The title of G. I. Brown’s Scientist, Soldier, Statesman, Spy (Sutton, $12.95) aptly sums up the diverse careers of its subject, the American-British-FrenchGerman Count Rumford, originally Benjamin Thompson of Woburn, Massachusetts. Besides betraying his fellow colonists in the Revolution, pioneering the mechanical theory of heat, and making important advances in lighting and stove design, he ingratiated himself with virtually every powerful man or rich woman he met (marrying two of the latter) and used scientific studies to greatly improve the health of Bavaria’s soldiers, despite his erroneous conviction that the chief nutrient in soup was water.
In April 1865: The Month That Saved America (HarperCollins, $30.00), Jay Winik’s well-paced narrative follows Robert E. Lee’s attempt to elude Ulysses S. Grant and join up with Joe Johnston’s troops; the fall of Richmond, the Confederate capital; the pins-and-needles negotiations that finally led to Lee’s surrender at Appomattox; Abraham Lincoln’s struggles in his last days to find a shape for Reconstruction; “the choreographed decapitation of the Union government,” as Winik calls Lincoln’s assassination; and on through to the capture of a fugitive Jefferson Davis and the first stirrings of national reconciliation, the troubled dawn of “a new America, reunited, yes, scarred, certainly, but for the first time, largely whole, looking as much to the future as to the past.”
When Fergus M. Bordewich was 14 years old, he badgered his reluctant mother into going riding with him; she fell from her horse and died beneath the hooves of his own.
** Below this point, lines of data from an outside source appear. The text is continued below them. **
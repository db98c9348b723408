//! News search feed pipeline.
//!
//! One search runs through these stages, each of which may end it early:
//!
//! - **Fetching**: a single GET against the search endpoint with a 10s timeout
//! - **Validation**: status must be exactly 200; leading whitespace and BOM
//!   are stripped and an empty body is rejected
//! - **Parsing**: strict XML parse, retried once from `<?xml` or `<rss` when
//!   the body carries a non-XML preamble
//! - **Extraction**: `channel/item` nodes, or any `item` node when there are
//!   none; items without a usable link are dropped
//!
//! # Architecture
//!
//! - [`fetcher`] - URL construction and the HTTP request
//! - [`validate`] - Status and body checks
//! - [`parser`] - XML parsing with fallback
//! - [`extract`] - Item location and field access
//! - [`pipeline`] - Wires the stages together into an [`Outcome`]
//!
//! # Example
//!
//! ```ignore
//! use newsgrep::feed::{search, FeedFetcher};
//!
//! let fetcher = FeedFetcher::new()?;
//! let outcome = search(&fetcher, Query::sanitize("wildfire").as_ref(), &ctx).await;
//! ```

pub mod extract;
pub mod fetcher;
pub mod parser;
pub mod pipeline;
pub mod validate;

pub use extract::{extract_items, Extraction, ItemStrategy, ResultItem, SkippedItem};
pub use fetcher::{FeedFetcher, FetchedResponse, SearchEndpoint, TransportError};
pub use parser::{parse_feed, Anchor, FeedDocument, ParseStage, XmlParseError};
pub use pipeline::{evaluate, search, Outcome, ParseFailure, SearchError};
pub use validate::{normalize_body, validate};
In My Mother’s Ghost (Doubleday, $23.95), he tells of a lifetime spent coming to terms with this calamity, and since his mother, LaVerne Madigan, was the executive director of the Association on American Indian Affairs in a crucial time, his beautifully written memoir is not only a lucid statement of the power and complexity of one’s personal past but an absorbing account of an immensely capable woman working to right historic wrongs.